Data excerpts:
_ _ _ _ _
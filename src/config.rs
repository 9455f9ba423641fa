//! Configuration types.
//!
//! Everything is read from the process environment. A `.env` file is loaded
//! by the binaries before these constructors run.

use secrecy::SecretString;

use crate::error::ConfigError;

/// Default system prompt sent ahead of every proxied message.
pub const DEFAULT_SYSTEM_PROMPT: &str = "You are a compassionate AI therapist...";

/// Default chat-completion model for the proxy.
pub const DEFAULT_MODEL: &str = "gpt-5-mini";

/// Default base URL of the OpenAI-compatible API.
pub const DEFAULT_BASE_URL: &str = "https://api.openai.com/v1";

const DEFAULT_HOST: &str = "0.0.0.0";
const DEFAULT_PORT: u16 = 3000;

/// Listen address shared by both services.
#[derive(Debug, Clone)]
pub struct ServerConfig {
    pub host: String,
    pub port: u16,
}

impl ServerConfig {
    /// Build from `MINDMATE_HOST` / `MINDMATE_PORT`.
    pub fn from_env() -> Result<Self, ConfigError> {
        Self::from_lookup(|key| std::env::var(key).ok())
    }

    /// Build from an arbitrary key lookup.
    pub fn from_lookup(lookup: impl Fn(&str) -> Option<String>) -> Result<Self, ConfigError> {
        let host = lookup("MINDMATE_HOST").unwrap_or_else(|| DEFAULT_HOST.to_string());
        let port = match lookup("MINDMATE_PORT") {
            Some(raw) => parse_port(&raw)?,
            None => DEFAULT_PORT,
        };
        Ok(Self { host, port })
    }

    /// `host:port` string suitable for `TcpListener::bind`.
    pub fn bind_addr(&self) -> String {
        format!("{}:{}", self.host, self.port)
    }
}

impl Default for ServerConfig {
    fn default() -> Self {
        Self {
            host: DEFAULT_HOST.to_string(),
            port: DEFAULT_PORT,
        }
    }
}

fn parse_port(raw: &str) -> Result<u16, ConfigError> {
    raw.trim()
        .parse()
        .map_err(|e: std::num::ParseIntError| ConfigError::InvalidValue {
            key: "MINDMATE_PORT".to_string(),
            message: format!("{raw:?} is not a valid port ({e})"),
        })
}

/// Settings for the LLM proxy service.
#[derive(Debug, Clone)]
pub struct ProxyConfig {
    /// Bearer credential for the upstream API. May be empty; the upstream
    /// call then fails with an auth error.
    pub api_key: SecretString,
    pub model: String,
    pub base_url: String,
    pub system_prompt: String,
}

impl ProxyConfig {
    /// Build from environment variables.
    ///
    /// | Env var                  | Default                      |
    /// |--------------------------|------------------------------|
    /// | `OPENAI_API_KEY`         | empty                        |
    /// | `OPENAI_MODEL`           | `gpt-5-mini`                 |
    /// | `OPENAI_BASE_URL`        | `https://api.openai.com/v1`  |
    /// | `MINDMATE_SYSTEM_PROMPT` | [`DEFAULT_SYSTEM_PROMPT`]    |
    pub fn from_env() -> Self {
        Self::from_lookup(|key| std::env::var(key).ok())
    }

    /// Build from an arbitrary key lookup. An empty API key counts as unset.
    pub fn from_lookup(lookup: impl Fn(&str) -> Option<String>) -> Self {
        let api_key = lookup("OPENAI_API_KEY")
            .filter(|key| !key.is_empty())
            .unwrap_or_else(|| {
                tracing::warn!("OPENAI_API_KEY not set; upstream requests will be rejected");
                String::new()
            });

        Self {
            api_key: SecretString::from(api_key),
            model: lookup("OPENAI_MODEL").unwrap_or_else(|| DEFAULT_MODEL.to_string()),
            base_url: lookup("OPENAI_BASE_URL").unwrap_or_else(|| DEFAULT_BASE_URL.to_string()),
            system_prompt: lookup("MINDMATE_SYSTEM_PROMPT")
                .unwrap_or_else(|| DEFAULT_SYSTEM_PROMPT.to_string()),
        }
    }
}
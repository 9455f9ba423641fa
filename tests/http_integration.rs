//! Integration tests for both HTTP services.
//!
//! Each test spins up an Axum server on a random port and talks to it over
//! real HTTP with reqwest. The proxy tests point the OpenAI client at a fake
//! upstream server so the full request/response path is exercised.

use std::sync::{Arc, Mutex};
use std::time::Duration;

use axum::extract::State;
use axum::http::{HeaderMap, StatusCode};
use axum::routing::post;
use axum::{Json, Router};
use secrecy::SecretString;
use serde_json::{Value, json};
use tokio::net::TcpListener;
use tokio::time::timeout;

use mindmate::api::{ChatState, ProxyState, chat_routes, proxy_routes};
use mindmate::llm::{OpenAiProvider, TherapistProxy};
use mindmate::responder::Responder;
use mindmate::responder::templates::{OPENING, REFLECTIVE};
use mindmate::safety::HOTLINES;

/// Maximum time any test is allowed to run before we consider it hung.
const TEST_TIMEOUT: Duration = Duration::from_secs(5);

/// Serve `app` on a random local port and return the port.
async fn spawn(app: Router) -> u16 {
    let listener = TcpListener::bind("127.0.0.1:0").await.unwrap();
    let port = listener.local_addr().unwrap().port();

    tokio::spawn(async move {
        axum::serve(listener, app).await.unwrap();
    });

    // Give the server a moment to start accepting connections.
    tokio::time::sleep(Duration::from_millis(50)).await;

    port
}

async fn start_chat_server() -> u16 {
    spawn(chat_routes(ChatState {
        responder: Arc::new(Responder::default()),
    }))
    .await
}

async fn post_json(port: u16, body: Value) -> (StatusCode, Value) {
    let resp = reqwest::Client::new()
        .post(format!("http://127.0.0.1:{port}/chat"))
        .json(&body)
        .send()
        .await
        .expect("request failed");
    let status = StatusCode::from_u16(resp.status().as_u16()).unwrap();
    (status, resp.json().await.expect("invalid JSON from server"))
}

// ── Rule-based service ───────────────────────────────────────────────

#[tokio::test]
async fn crisis_message_lists_all_hotlines() {
    timeout(TEST_TIMEOUT, async {
        let port = start_chat_server().await;
        let (status, json) = post_json(port, json!({"message": "I want to die"})).await;

        assert_eq!(status, StatusCode::OK);
        assert_eq!(json["crisis"], true);
        let reply = json["reply"].as_str().unwrap();
        for entry in HOTLINES {
            assert!(reply.contains(entry.region), "missing {}", entry.region);
        }
    })
    .await
    .expect("test timed out");
}

#[tokio::test]
async fn greetings_get_opening_lines() {
    timeout(TEST_TIMEOUT, async {
        let port = start_chat_server().await;
        for greeting in ["hi", "hello", "hey", "hii", "HELLO"] {
            let (_, json) = post_json(port, json!({ "message": greeting })).await;
            assert_eq!(json["crisis"], false);
            let reply = json["reply"].as_str().unwrap();
            assert!(OPENING.contains(&reply), "{greeting}: {reply}");
        }
    })
    .await
    .expect("test timed out");
}

#[tokio::test]
async fn sad_and_anxious_resolves_to_low_mood() {
    timeout(TEST_TIMEOUT, async {
        let port = start_chat_server().await;
        let (_, json) = post_json(port, json!({"message": "I feel sad and anxious"})).await;
        assert_eq!(json["crisis"], false);
        assert!(
            json["reply"]
                .as_str()
                .unwrap()
                .starts_with("I'm sorry you're feeling sad or low.")
        );
    })
    .await
    .expect("test timed out");
}

#[tokio::test]
async fn empty_and_missing_messages_fall_back() {
    timeout(TEST_TIMEOUT, async {
        let port = start_chat_server().await;
        for body in [json!({"message": ""}), json!({}), json!({"message": null})] {
            let (status, json) = post_json(port, body).await;
            assert_eq!(status, StatusCode::OK);
            assert_eq!(json, json!({"reply": REFLECTIVE, "crisis": false}));
        }
    })
    .await
    .expect("test timed out");
}

#[tokio::test]
async fn numeric_message_is_coerced() {
    timeout(TEST_TIMEOUT, async {
        let port = start_chat_server().await;
        let (status, json) = post_json(port, json!({"message": 12345})).await;
        assert_eq!(status, StatusCode::OK);
        assert_eq!(json["reply"], REFLECTIVE);
    })
    .await
    .expect("test timed out");
}

#[tokio::test]
async fn cors_preflight_is_allowed() {
    timeout(TEST_TIMEOUT, async {
        let port = start_chat_server().await;
        let resp = reqwest::Client::new()
            .request(
                reqwest::Method::OPTIONS,
                format!("http://127.0.0.1:{port}/chat"),
            )
            .header("Origin", "http://example.com")
            .header("Access-Control-Request-Method", "POST")
            .send()
            .await
            .unwrap();
        assert!(resp.status().is_success());
        assert!(resp.headers().contains_key("access-control-allow-origin"));
    })
    .await
    .expect("test timed out");
}

// ── LLM proxy service ────────────────────────────────────────────────

#[derive(Clone, Default)]
struct Upstream {
    last_body: Arc<Mutex<Option<Value>>>,
    last_auth: Arc<Mutex<Option<String>>>,
    response: Arc<Mutex<(u16, Value)>>,
}

async fn fake_completions(
    State(upstream): State<Upstream>,
    headers: HeaderMap,
    Json(body): Json<Value>,
) -> (StatusCode, Json<Value>) {
    *upstream.last_body.lock().unwrap() = Some(body);
    *upstream.last_auth.lock().unwrap() = headers
        .get("authorization")
        .and_then(|v| v.to_str().ok())
        .map(String::from);
    let (status, json) = upstream.response.lock().unwrap().clone();
    (StatusCode::from_u16(status).unwrap(), Json(json))
}

/// Start a fake upstream plus a proxy pointed at it; returns (proxy port, upstream).
async fn start_proxy(status: u16, response: Value) -> (u16, Upstream) {
    let upstream = Upstream::default();
    *upstream.response.lock().unwrap() = (status, response);

    let upstream_port = spawn(
        Router::new()
            .route("/v1/chat/completions", post(fake_completions))
            .with_state(upstream.clone()),
    )
    .await;

    let provider = OpenAiProvider::new(
        SecretString::from("sk-test"),
        &format!("http://127.0.0.1:{upstream_port}/v1"),
        "gpt-5-mini",
    )
    .unwrap();
    let proxy = TherapistProxy::new(Arc::new(provider));
    let port = spawn(proxy_routes(ProxyState {
        proxy: Arc::new(proxy),
    }))
    .await;

    (port, upstream)
}

#[tokio::test]
async fn proxy_returns_first_choice() {
    timeout(TEST_TIMEOUT, async {
        let (port, upstream) = start_proxy(
            200,
            json!({"choices": [
                {"message": {"role": "assistant", "content": "That sounds hard."}},
                {"message": {"role": "assistant", "content": "ignored"}}
            ]}),
        )
        .await;

        let (status, json) = post_json(port, json!({"message": "I had a rough day"})).await;
        assert_eq!(status, StatusCode::OK);
        assert_eq!(json, json!({"reply": "That sounds hard."}));

        let sent = upstream.last_body.lock().unwrap().clone().unwrap();
        assert_eq!(sent["model"], "gpt-5-mini");
        assert_eq!(sent["messages"][0]["role"], "system");
        assert_eq!(
            sent["messages"][0]["content"],
            "You are a compassionate AI therapist..."
        );
        assert_eq!(sent["messages"][1]["role"], "user");
        assert_eq!(sent["messages"][1]["content"], "I had a rough day");

        let auth = upstream.last_auth.lock().unwrap().clone();
        assert_eq!(auth.as_deref(), Some("Bearer sk-test"));
    })
    .await
    .expect("test timed out");
}

#[tokio::test]
async fn proxy_maps_missing_choices_to_bad_gateway() {
    timeout(TEST_TIMEOUT, async {
        let (port, _upstream) = start_proxy(200, json!({"choices": []})).await;
        let (status, json) = post_json(port, json!({"message": "hello"})).await;
        assert_eq!(status, StatusCode::BAD_GATEWAY);
        assert!(json["error"].as_str().unwrap().contains("Invalid response"));
    })
    .await
    .expect("test timed out");
}

#[tokio::test]
async fn proxy_maps_auth_errors_to_bad_gateway() {
    timeout(TEST_TIMEOUT, async {
        let (port, _upstream) =
            start_proxy(401, json!({"error": {"message": "Incorrect API key"}})).await;
        let (status, json) = post_json(port, json!({"message": "hello"})).await;
        assert_eq!(status, StatusCode::BAD_GATEWAY);
        assert!(json["error"].as_str().unwrap().contains("Authentication failed"));
    })
    .await
    .expect("test timed out");
}

#[tokio::test]
async fn proxy_maps_forbidden_to_auth_failure() {
    timeout(TEST_TIMEOUT, async {
        let (port, _upstream) =
            start_proxy(403, json!({"error": {"message": "Project not allowed"}})).await;
        let (status, json) = post_json(port, json!({"message": "hello"})).await;
        assert_eq!(status, StatusCode::BAD_GATEWAY);
        assert_eq!(json["error"], "Authentication failed for provider openai");
    })
    .await
    .expect("test timed out");
}

#[tokio::test]
async fn proxy_reports_upstream_status_on_server_error() {
    timeout(TEST_TIMEOUT, async {
        let (port, _upstream) =
            start_proxy(500, json!({"error": {"message": "overloaded"}})).await;
        let (status, json) = post_json(port, json!({"message": "hello"})).await;
        assert_eq!(status, StatusCode::BAD_GATEWAY);
        let error = json["error"].as_str().unwrap();
        assert!(error.starts_with("Provider openai request failed"), "{error}");
        assert!(error.contains("HTTP 500"), "{error}");
    })
    .await
    .expect("test timed out");
}

#[tokio::test]
async fn proxy_rejects_null_completion_content() {
    timeout(TEST_TIMEOUT, async {
        let (port, _upstream) = start_proxy(
            200,
            json!({"choices": [{"message": {"role": "assistant", "content": null}}]}),
        )
        .await;
        let (status, json) = post_json(port, json!({"message": "hello"})).await;
        assert_eq!(status, StatusCode::BAD_GATEWAY);
        assert_eq!(
            json["error"],
            "Invalid response from openai: response has no completion text"
        );
    })
    .await
    .expect("test timed out");
}

#[tokio::test]
async fn proxy_rejects_malformed_completion_body() {
    timeout(TEST_TIMEOUT, async {
        // A bare JSON string cannot be read as a completion object.
        let (port, _upstream) = start_proxy(200, json!("not a completion")).await;
        let (status, json) = post_json(port, json!({"message": "hello"})).await;
        assert_eq!(status, StatusCode::BAD_GATEWAY);
        let error = json["error"].as_str().unwrap();
        assert!(error.starts_with("JSON error:"), "{error}");
    })
    .await
    .expect("test timed out");
}

#[tokio::test]
async fn proxy_reports_unreachable_upstream() {
    timeout(TEST_TIMEOUT, async {
        // Bind then drop a listener to get a port nothing is listening on.
        let dead_port = {
            let listener = TcpListener::bind("127.0.0.1:0").await.unwrap();
            listener.local_addr().unwrap().port()
        };
        let provider = OpenAiProvider::new(
            SecretString::from("sk-test"),
            &format!("http://127.0.0.1:{dead_port}/v1"),
            "gpt-5-mini",
        )
        .unwrap();
        let port = spawn(proxy_routes(ProxyState {
            proxy: Arc::new(TherapistProxy::new(Arc::new(provider))),
        }))
        .await;

        let (status, json) = post_json(port, json!({"message": "hello"})).await;
        assert_eq!(status, StatusCode::BAD_GATEWAY);
        assert!(json["error"].as_str().unwrap().contains("request failed"));
    })
    .await
    .expect("test timed out");
}
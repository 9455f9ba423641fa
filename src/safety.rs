//! Safety layer — crisis detection and the hotline table.
//!
//! Crisis detection is a plain boolean OR over a small, literal set of
//! case-insensitive regexes. It runs before any other classification and,
//! when it fires, the caller must reply with crisis resources only.

use std::sync::LazyLock;

use regex::{Regex, RegexBuilder};

/// Phrase patterns that flag a message as a possible self-harm crisis.
pub const CRISIS_PATTERNS: &[&str] = &[
    r"\bkill myself\b",
    r"\bsuicide\b",
    r"\bwant to die\b",
    r"\bend my life\b",
    r"\bi will die\b",
    r"\bcut myself\b",
    r"\bself[- ]harm\b",
    r"\bworthless\b\s*and\b\s*die",
];

/// A crisis line for one region.
#[derive(Debug, Clone, Copy, PartialEq, Eq)]
pub struct HotlineEntry {
    pub region: &'static str,
    pub contact: &'static str,
}

/// Hotlines listed in every crisis reply, in this order.
pub const HOTLINES: &[HotlineEntry] = &[
    HotlineEntry {
        region: "India",
        contact: "1800 599 0019",
    },
    HotlineEntry {
        region: "USA",
        contact: "988",
    },
    HotlineEntry {
        region: "UK",
        contact: "0800 689 5652",
    },
    HotlineEntry {
        region: "International",
        contact: "If you are outside these countries, contact local emergency services or search 'suicide hotline' in your country.",
    },
];

static DEFAULT_PATTERNS: LazyLock<Vec<Regex>> = LazyLock::new(|| {
    CRISIS_PATTERNS
        .iter()
        .map(|p| compile(p).unwrap())
        .collect()
});

fn compile(pattern: &str) -> Result<Regex, regex::Error> {
    RegexBuilder::new(pattern).case_insensitive(true).build()
}

/// Boolean crisis classifier over a fixed pattern set.
#[derive(Debug, Clone)]
pub struct CrisisDetector {
    patterns: Vec<Regex>,
}

impl CrisisDetector {
    /// Detector over [`CRISIS_PATTERNS`].
    pub fn new() -> Self {
        Self {
            patterns: DEFAULT_PATTERNS.clone(),
        }
    }

    /// Detector over a caller-supplied pattern list. Patterns are always
    /// matched case-insensitively.
    pub fn with_patterns(patterns: &[&str]) -> Result<Self, regex::Error> {
        let patterns = patterns
            .iter()
            .map(|p| compile(p))
            .collect::<Result<Vec<_>, _>>()?;
        Ok(Self { patterns })
    }

    /// Returns `true` if any pattern matches anywhere in `text`.
    pub fn is_crisis(&self, text: &str) -> bool {
        if text.is_empty() {
            return false;
        }
        self.patterns.iter().any(|r| r.is_match(text))
    }

    /// Number of compiled patterns.
    pub fn pattern_count(&self) -> usize {
        self.patterns.len()
    }
}

impl Default for CrisisDetector {
    fn default() -> Self {
        Self::new()
    }
}
//! LLM proxy service: `POST /chat` forwarded to the completion API.

use std::sync::Arc;

use axum::body::Bytes;
use axum::extract::State;
use axum::http::StatusCode;
use axum::response::{IntoResponse, Response};
use axum::routing::{get, post};
use axum::{Json, Router};
use tracing::warn;

use super::{cors, extract_message, health};
use crate::llm::TherapistProxy;

/// Shared state for the proxy routes.
#[derive(Clone)]
pub struct ProxyState {
    pub proxy: Arc<TherapistProxy>,
}

/// POST /chat
///
/// `{"reply"}` on success; `502 {"error"}` when the upstream call fails.
async fn chat(State(state): State<ProxyState>, body: Bytes) -> Response {
    let message = extract_message(&body);
    match state.proxy.reply(&message).await {
        Ok(reply) => Json(serde_json::json!({ "reply": reply })).into_response(),
        Err(e) => {
            warn!(error = %e, "Upstream completion failed");
            (
                StatusCode::BAD_GATEWAY,
                Json(serde_json::json!({ "error": e.to_string() })),
            )
                .into_response()
        }
    }
}

/// Build the proxy routes.
pub fn proxy_routes(state: ProxyState) -> Router {
    Router::new()
        .route("/chat", post(chat))
        .route("/health", get(|| health("mindmate-proxy")))
        .layer(cors())
        .with_state(state)
}
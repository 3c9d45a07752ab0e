//! Common types, traits, and error definitions for robotics_decisions
//!
//! Shared by the joint-space planner and the grid-world solvers.

pub mod types;
pub mod traits;
pub mod error;

pub use types::*;
pub use traits::*;
pub use error::*;
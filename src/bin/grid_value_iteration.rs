// Value iteration (deterministic) and MDP (noisy) solvers on a grid world
// Prints both policies and rolls each one out from the start cell.

use rand::rngs::StdRng;
use rand::SeedableRng;

use robotics_decisions::decision_making::{
    Action, Mdp, Policy, Rollout, SolverConfig, ValueIteration,
};
use robotics_decisions::scene::GridScene;
use robotics_decisions::utils::OccupancyGrid;
use robotics_decisions::{GridCell, GridSolver, RoboticsResult};

const MAX_STEPS: usize = 100;

// Noise used only while replaying the policies
const ROLLOUT_EPSILON: f64 = 0.001;

fn arrow(action: Action) -> char {
    match action {
        Action::Up => '^',
        Action::Down => 'v',
        Action::Left => '<',
        Action::Right => '>',
    }
}

fn print_policy(name: &str, policy: &Policy, scene: &GridScene) {
    println!("{} policy:", name);
    let (nrows, ncols) = scene.occupancy.shape();
    for row in 0..nrows as i32 {
        let line: String = (0..ncols as i32)
            .map(|col| {
                let cell = GridCell::new(row, col);
                if cell == scene.goal {
                    'G'
                } else {
                    policy.action(cell).map(arrow).unwrap_or('#')
                }
            })
            .collect();
        println!("  {}", line);
    }
}

fn print_rollout(name: &str, rollout: &Rollout) {
    println!(
        "{} rollout: {:?} after {} steps",
        name,
        rollout.end,
        rollout.cells.len() - 1
    );
}

fn run() -> RoboticsResult<()> {
    let occupancy = OccupancyGrid::from_rows(&[
        [0, 0, 0, 0, 0, 0, 0, 0],
        [0, 1, 1, 1, 0, 1, 1, 0],
        [0, 0, 0, 1, 0, 0, 1, 0],
        [1, 1, 0, 1, 1, 0, 1, 0],
        [0, 0, 0, 0, 0, 0, 0, 0],
        [0, 1, 1, 1, 1, 1, 1, 0],
        [0, 0, 0, 0, 0, 0, 1, 0],
    ])?;
    let scene = GridScene {
        occupancy,
        start: GridCell::new(0, 0),
        goal: GridCell::new(6, 5),
        epsilon: 0.4,
    };
    let world = scene.world()?;
    let quiet = world.with_epsilon(ROLLOUT_EPSILON)?;
    let mut rng = StdRng::seed_from_u64(0);

    let vi = ValueIteration::new(&world, SolverConfig::default())?.solve()?;
    println!(
        "VI: {:?}, G*(start) = {:?}",
        vi.convergence,
        vi.table.get(scene.start)?
    );
    print_policy("VI", &vi.policy, &scene);
    print_rollout("VI", &vi.policy.rollout(&quiet, scene.start, MAX_STEPS, &mut rng)?);

    let mdp = Mdp::with_defaults(&world)?.solve()?;
    println!(
        "MDP: {:?}, v*(start) = {:.4}",
        mdp.convergence,
        mdp.table.get(scene.start)?
    );
    print_policy("MDP", &mdp.policy, &scene);
    print_rollout("MDP", &mdp.policy.rollout(&quiet, scene.start, MAX_STEPS, &mut rng)?);

    Ok(())
}

fn main() {
    env_logger::init();

    if let Err(e) = run() {
        eprintln!("{}", e);
        std::process::exit(1);
    }
}
// Path Planning algorithms module

pub mod distance;
pub mod rrt;

pub use distance::*;
pub use rrt::*;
_ _ _ _ _
> What to do
Please print the records above exactly from their first line. End with the line containing "pub const DEFAULT_BASE_URL: &str", and include it.

> Exercise output
filename src/config.rs
repository 9455f9ba423641fa
//! Configuration types.
//!
//! Everything is read from the process environment. A `.env` file is loaded
//! by the binaries before these constructors run.

use secrecy::SecretString;

use crate::error::ConfigError;

/// Default system prompt sent ahead of every proxied message.
pub const DEFAULT_SYSTEM_PROMPT: &str = "You are a compassionate AI therapist...";

/// Default chat-completion model for the proxy.
pub const DEFAULT_MODEL: &str = "gpt-5-mini";

/// Default base URL of the OpenAI-compatible API.
pub const DEFAULT_BASE_URL: &str = "https://api.openai.com/v1";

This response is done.